Wednesday, August 23, 2023

VIVEK RAMASWAMY WANTS TO DEPORT TWO MEMBERS OF CONGRESS (AND DOESN'T KNOW ONE WAS BORN IN AMERICA)

In an effort to seem like a legitimate news outlet, Breitbart submitted a questionnaire on immigration to the Republican candidates for president. I'm sure it won't surprise you that the questions lean far to the right ("What are the specifics of your plan to handle the astounding number of asylum seekers while their cases are decided?"), as do most of the answers from the candidates who completed the questionnaire (Donald Trump, Mike Pence, Nikki Haley, Tim Scott, and Ron DeSantis).

Vivek Ramaswamy didn't answer Breitbart's questions, but he did submit a response laying out his immigration policy. It begins:
The sole purpose of immigration policy should be to protect the homeland. The interests of American citizens who live on American soil. That’s it. Not humanitarian.
Well, so much for anyone who looks back on America's rejection of Jewish refugees during the Nazi era and believes that the nation's post-war asylum policy has been an appropriate response to that moral failure.

(This is clearly a mainstream position in the GOP -- Tim Scott says, "All our policies should first and foremost benefit American citizens.")

Later in his response, Ramaswamy says:
Merit-based immigration has to include an element of national identity. Which is to say even if you’re getting a visa, you have to pass the same civics test that is required on the backend of citizenship.
He's really into the idea of the civics test -- he doesn't think you should be able to vote if you're under the age of 25 unless you pass one (with exceptions made for members of the military and first responders) -- which unsurprisingly appeals to many GOP voters because they know young people lean Democratic, even though the idea also feels like a version of the icky elitist-liberal credentialism that David Brooks and Thomas Edsall insist is the reason we got Trump. Get sufficiently high test scores and you can get into Harvard -- and if you pass a different kind of test you can vote! Apparently this idea is okay if you're a Republican, even a Republican with degrees from Harvard and Yale.

(Also, if you're an American and you get a job offer in Canada or England or Dubai, would it be fair to require you to pass a full citizenship test in order to work? That's what Ramaswamy is proposing for America.)
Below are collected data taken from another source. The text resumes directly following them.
//! External collaborators: spot price feed, Kalshi brokerage, Postgres
//! ledger. Each sits behind a trait so the decision runners can be tested
//! against mocks.

pub mod coinbase;
pub mod kalshi;
pub mod postgres;

use async_trait::async_trait;
use chrono::{DateTime, Utc};
use rust_decimal::Decimal;

use crate::domain::{OrderReceipt, OrderRequest, RangeMarket, StrikeMarket, VolSnapshot};
use crate::error::Result;
use crate::strategy::exposure::HourExposure;

pub use coinbase::CoinbaseSpot;
pub use kalshi::KalshiClient;
pub use postgres::PostgresStore;

/// Current spot price for an asset.
#[cfg_attr(test, mockall::automock)]
#[async_trait]
pub trait SpotPriceSource: Send + Sync {
    async fn spot_price(&self, product: &str) -> Result<Decimal>;
}

/// The brokerage surface the runners need: market discovery, account
/// state, order submission.
#[cfg_attr(test, mockall::automock)]
#[async_trait]
pub trait Brokerage: Send + Sync {
    /// Strike markets for the next hourly settlement of a series
    async fn hourly_markets(&self, series_ticker: &str) -> Result<Vec<StrikeMarket>>;
    /// Range markets for the soonest open event of a series
    async fn range_markets(&self, series_ticker: &str) -> Result<Vec<RangeMarket>>;
    /// Available cash, dollars
    async fn balance(&self) -> Result<Decimal>;
    /// Cost basis of unsettled positions, dollars
    async fn unsettled_value(&self) -> Result<Decimal>;
    async fn submit_order(&self, request: &OrderRequest) -> Result<OrderReceipt>;
}

/// Persistence for model inputs and outcomes.
#[cfg_attr(test, mockall::automock)]
#[async_trait]
pub trait Ledger: Send + Sync {
    /// Latest volatility snapshot for an asset, if any rows exist
    async fn latest_vol_snapshot(&self, asset: &str) -> Result<Option<VolSnapshot>>;
    /// Committed exposure fractions for a settlement hour
    async fn hour_exposure(&self, settlement_hour: DateTime<Utc>) -> Result<HourExposure>;
    /// Add a filled fraction for an asset in a settlement hour
    async fn commit_exposure(
        &self,
        settlement_hour: DateTime<Utc>,
        asset: &str,
        fraction: f64,
    ) -> Result<()>;
    /// Append one decision outcome to the trade log
    async fn log_trade(&self, entry: &postgres::TradeLogEntry) -> Result<()>;
}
Which brings us to his final proposal:
We need to weed out ingrates like Illan Omar and Rashida Tlaib who come to this country and complain about it. No. It is a privilege to be allowed to live in the United States of America.
Hey, smart guy -- you know that Rashida Tlaib was born in Detroit, right?

Omar, of course, is a naturalized citizen (though as Essence once noted, Omar has been a citizen longer than Melania Trump). It's true that Omar has said some critical things about America. But do you know who else "complains about" the U.S.? Every Republican. Republicans hate the president. They hate most of the laws passed during liberal administrations, and most of the laws passed in liberal cities and states. Republicans hate millions of their fellow citizens. They hate most of the nation's cities. And they have an inalienable right as Americans to feel all this hate and complain that America isn't exactly the way they want it to be. But Ramaswamy doesn't want extend this right -- a right Republicans exercise every single day -- to Omar and Tlaib.

And speaking of Melania Trump: Ramaswamy is both the greatest admirer of Trump in the field of Trump challengers and a fervent opponent of the policies that allowed Trump's wife's family to come to America. He says:
We need to eliminate chain-based migration which is anti-meritocratic because the people who come as family members are not the meritocratic immigrants who can make skills-based contributions to this country.
It would be nice if someone would ask him tonight, or at one of the subsequent debates: You're an admirer of Donald Trump and an advocate for extreme tightening of our immigration laws. Do you think the immigration system should have prevented Melania Trump and her family from settling in America?